[Supplied information]

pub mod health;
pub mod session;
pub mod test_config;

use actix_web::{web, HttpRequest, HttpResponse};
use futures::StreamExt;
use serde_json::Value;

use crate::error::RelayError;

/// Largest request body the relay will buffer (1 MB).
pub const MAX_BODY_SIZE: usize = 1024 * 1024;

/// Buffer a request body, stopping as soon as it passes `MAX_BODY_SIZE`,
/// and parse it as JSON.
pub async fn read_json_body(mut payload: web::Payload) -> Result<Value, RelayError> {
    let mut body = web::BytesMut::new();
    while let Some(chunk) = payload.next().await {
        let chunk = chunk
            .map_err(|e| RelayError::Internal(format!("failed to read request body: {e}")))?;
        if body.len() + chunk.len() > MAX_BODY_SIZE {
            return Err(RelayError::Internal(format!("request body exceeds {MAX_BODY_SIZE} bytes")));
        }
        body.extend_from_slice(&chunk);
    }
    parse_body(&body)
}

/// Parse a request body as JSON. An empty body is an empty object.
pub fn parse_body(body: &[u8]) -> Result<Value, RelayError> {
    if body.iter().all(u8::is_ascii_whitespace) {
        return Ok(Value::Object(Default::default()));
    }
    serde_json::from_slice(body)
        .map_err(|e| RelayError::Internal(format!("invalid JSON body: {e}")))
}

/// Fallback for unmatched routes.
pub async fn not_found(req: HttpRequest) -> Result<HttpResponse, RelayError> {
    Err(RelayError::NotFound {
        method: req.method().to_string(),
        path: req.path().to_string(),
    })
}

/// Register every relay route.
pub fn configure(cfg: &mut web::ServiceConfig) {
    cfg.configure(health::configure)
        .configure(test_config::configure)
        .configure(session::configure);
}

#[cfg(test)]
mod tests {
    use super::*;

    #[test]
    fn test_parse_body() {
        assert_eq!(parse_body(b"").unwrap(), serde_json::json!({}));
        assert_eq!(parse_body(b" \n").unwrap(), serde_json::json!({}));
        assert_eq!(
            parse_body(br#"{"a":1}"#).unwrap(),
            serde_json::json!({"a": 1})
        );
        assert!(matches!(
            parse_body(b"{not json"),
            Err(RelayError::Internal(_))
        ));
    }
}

[/Supplied information]
[Supplied information]

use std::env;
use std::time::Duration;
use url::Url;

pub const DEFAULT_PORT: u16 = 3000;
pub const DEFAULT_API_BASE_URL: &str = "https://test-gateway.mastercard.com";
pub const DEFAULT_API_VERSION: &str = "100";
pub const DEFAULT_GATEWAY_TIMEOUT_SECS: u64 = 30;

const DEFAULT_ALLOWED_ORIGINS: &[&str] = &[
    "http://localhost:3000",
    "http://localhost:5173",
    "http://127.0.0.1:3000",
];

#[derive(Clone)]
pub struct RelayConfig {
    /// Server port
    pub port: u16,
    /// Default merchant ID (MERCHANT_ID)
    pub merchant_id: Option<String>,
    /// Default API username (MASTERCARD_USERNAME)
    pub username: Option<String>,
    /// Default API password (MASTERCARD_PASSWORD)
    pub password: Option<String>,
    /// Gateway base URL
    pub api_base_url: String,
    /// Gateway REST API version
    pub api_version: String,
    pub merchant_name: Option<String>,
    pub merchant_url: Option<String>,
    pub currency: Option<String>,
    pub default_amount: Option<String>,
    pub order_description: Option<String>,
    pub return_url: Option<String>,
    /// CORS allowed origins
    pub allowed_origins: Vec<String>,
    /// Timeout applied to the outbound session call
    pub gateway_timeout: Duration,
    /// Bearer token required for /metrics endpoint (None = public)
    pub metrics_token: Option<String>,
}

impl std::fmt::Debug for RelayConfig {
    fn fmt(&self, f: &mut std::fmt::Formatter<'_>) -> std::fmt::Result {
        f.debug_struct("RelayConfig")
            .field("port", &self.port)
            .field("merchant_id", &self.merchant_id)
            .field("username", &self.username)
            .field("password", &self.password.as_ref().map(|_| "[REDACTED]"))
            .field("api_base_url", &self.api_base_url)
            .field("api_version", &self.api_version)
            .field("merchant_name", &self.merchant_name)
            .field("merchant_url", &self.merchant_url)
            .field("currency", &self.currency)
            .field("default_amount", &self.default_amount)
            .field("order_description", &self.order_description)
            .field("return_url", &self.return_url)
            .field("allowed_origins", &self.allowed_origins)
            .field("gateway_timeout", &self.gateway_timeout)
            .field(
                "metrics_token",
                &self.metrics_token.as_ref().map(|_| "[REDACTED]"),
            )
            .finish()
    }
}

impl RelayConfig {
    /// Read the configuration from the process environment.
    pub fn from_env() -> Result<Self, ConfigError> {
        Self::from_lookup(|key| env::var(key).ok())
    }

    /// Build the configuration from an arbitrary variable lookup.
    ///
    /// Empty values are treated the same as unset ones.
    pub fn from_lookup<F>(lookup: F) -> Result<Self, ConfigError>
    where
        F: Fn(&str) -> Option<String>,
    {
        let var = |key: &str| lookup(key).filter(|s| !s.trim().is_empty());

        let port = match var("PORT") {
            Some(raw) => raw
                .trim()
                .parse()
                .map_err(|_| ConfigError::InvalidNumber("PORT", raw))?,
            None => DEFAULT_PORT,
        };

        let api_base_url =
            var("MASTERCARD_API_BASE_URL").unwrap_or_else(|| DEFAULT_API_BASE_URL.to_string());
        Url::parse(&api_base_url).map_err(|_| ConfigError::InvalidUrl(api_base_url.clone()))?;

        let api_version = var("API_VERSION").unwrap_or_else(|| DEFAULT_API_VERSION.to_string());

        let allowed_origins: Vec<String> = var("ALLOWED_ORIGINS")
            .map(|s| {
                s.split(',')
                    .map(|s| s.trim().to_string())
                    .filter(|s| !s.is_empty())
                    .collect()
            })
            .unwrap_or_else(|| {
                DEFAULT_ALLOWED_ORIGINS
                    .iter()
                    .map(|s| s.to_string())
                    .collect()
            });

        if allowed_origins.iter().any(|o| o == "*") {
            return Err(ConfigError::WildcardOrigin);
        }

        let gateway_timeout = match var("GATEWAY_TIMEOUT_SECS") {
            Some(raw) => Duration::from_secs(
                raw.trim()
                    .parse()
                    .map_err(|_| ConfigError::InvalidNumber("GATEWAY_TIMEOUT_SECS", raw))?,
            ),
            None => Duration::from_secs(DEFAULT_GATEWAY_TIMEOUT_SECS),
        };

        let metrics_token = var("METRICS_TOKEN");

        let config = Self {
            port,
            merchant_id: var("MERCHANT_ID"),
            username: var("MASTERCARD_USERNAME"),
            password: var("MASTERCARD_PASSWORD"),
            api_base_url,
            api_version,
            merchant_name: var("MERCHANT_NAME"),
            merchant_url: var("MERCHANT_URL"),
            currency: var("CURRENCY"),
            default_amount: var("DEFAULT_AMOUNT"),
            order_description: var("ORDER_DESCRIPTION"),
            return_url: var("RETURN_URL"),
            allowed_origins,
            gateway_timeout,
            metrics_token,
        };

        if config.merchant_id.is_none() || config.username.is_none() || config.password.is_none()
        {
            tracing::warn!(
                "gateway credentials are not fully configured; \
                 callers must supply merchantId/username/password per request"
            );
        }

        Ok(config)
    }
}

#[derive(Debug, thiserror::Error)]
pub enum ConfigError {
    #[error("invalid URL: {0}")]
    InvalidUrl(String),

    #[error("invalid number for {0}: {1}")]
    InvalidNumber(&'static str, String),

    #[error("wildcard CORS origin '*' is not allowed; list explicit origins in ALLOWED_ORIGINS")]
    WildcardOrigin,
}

[/Supplied information]
[Supplied information]

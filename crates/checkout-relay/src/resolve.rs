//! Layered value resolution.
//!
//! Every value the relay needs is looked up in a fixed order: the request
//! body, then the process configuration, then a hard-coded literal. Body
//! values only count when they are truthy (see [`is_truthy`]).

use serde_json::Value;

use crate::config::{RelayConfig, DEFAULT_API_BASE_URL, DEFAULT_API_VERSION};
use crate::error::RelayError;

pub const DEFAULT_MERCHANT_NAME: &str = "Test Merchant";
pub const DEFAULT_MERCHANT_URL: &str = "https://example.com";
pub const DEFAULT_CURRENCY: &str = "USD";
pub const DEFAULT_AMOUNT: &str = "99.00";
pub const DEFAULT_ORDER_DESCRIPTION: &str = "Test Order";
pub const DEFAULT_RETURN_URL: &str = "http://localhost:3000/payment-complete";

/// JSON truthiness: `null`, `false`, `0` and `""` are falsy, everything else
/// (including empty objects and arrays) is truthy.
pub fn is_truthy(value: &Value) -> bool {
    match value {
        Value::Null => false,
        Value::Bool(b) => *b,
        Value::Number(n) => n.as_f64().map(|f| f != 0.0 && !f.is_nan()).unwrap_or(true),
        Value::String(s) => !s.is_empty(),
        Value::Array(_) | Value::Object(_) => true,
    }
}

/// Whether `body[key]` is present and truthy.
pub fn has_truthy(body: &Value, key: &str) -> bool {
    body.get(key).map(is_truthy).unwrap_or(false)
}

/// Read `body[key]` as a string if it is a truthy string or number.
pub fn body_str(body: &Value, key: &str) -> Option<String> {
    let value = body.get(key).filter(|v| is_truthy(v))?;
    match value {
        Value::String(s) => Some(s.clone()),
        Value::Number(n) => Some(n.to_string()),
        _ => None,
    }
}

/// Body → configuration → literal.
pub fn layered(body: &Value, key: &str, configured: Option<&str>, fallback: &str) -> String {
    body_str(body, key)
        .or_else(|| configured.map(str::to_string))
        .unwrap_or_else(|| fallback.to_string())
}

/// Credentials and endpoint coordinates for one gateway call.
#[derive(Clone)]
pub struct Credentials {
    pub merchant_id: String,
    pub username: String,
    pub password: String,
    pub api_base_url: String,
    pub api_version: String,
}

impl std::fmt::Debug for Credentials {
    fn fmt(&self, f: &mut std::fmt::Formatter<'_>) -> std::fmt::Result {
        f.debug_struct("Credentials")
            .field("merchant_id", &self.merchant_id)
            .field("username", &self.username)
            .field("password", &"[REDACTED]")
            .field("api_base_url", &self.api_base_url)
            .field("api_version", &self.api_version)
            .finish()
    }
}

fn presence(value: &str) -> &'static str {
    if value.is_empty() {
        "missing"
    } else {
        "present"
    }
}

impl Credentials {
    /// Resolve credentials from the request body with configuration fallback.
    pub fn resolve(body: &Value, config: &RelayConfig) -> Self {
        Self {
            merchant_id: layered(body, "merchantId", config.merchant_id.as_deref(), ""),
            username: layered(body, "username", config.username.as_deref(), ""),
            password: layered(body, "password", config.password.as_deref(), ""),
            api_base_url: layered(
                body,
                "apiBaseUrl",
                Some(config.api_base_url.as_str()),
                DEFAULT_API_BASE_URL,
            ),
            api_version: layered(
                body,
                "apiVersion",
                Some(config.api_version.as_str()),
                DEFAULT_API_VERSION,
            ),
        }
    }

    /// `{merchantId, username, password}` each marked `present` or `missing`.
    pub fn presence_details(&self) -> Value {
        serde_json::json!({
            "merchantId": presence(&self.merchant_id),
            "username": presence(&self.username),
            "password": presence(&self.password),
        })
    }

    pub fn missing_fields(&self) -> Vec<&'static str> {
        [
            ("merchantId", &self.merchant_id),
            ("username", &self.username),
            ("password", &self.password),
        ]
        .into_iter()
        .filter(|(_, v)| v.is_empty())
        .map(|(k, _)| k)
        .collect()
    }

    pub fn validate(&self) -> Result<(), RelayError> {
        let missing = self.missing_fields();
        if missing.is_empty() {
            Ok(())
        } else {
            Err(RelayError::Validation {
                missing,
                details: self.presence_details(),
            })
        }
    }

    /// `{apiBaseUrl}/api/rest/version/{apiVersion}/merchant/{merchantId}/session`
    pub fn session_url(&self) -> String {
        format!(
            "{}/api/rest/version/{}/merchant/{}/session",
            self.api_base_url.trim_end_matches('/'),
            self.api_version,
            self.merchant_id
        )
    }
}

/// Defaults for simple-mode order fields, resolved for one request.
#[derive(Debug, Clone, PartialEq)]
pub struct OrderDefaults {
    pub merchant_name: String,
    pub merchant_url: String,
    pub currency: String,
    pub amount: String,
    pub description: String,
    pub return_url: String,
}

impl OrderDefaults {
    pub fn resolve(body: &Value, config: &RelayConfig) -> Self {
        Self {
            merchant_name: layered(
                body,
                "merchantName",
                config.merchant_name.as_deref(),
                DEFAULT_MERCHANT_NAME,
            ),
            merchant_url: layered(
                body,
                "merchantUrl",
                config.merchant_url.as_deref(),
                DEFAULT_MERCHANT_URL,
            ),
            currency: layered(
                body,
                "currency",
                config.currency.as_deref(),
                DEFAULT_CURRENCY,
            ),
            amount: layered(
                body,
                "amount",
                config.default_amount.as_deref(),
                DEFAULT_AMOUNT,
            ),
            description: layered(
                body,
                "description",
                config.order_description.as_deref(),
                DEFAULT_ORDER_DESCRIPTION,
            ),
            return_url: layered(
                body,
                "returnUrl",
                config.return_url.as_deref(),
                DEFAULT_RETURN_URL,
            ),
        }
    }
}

[/Supplied information]

• **Exercise directions**:
The entries above hold the needed span. Transcribe exactly the lines from the one with "pub mod health;" to the one with "pub const MAX_BODY_SIZE: usize = 1024 * 1024;", both included.

• **Response box**:
pub mod health;
pub mod session;
pub mod test_config;

use actix_web::{web, HttpRequest, HttpResponse};
use futures::StreamExt;
use serde_json::Value;

use crate::error::RelayError;

/// Largest request body the relay will buffer (1 MB).
pub const MAX_BODY_SIZE: usize = 1024 * 1024;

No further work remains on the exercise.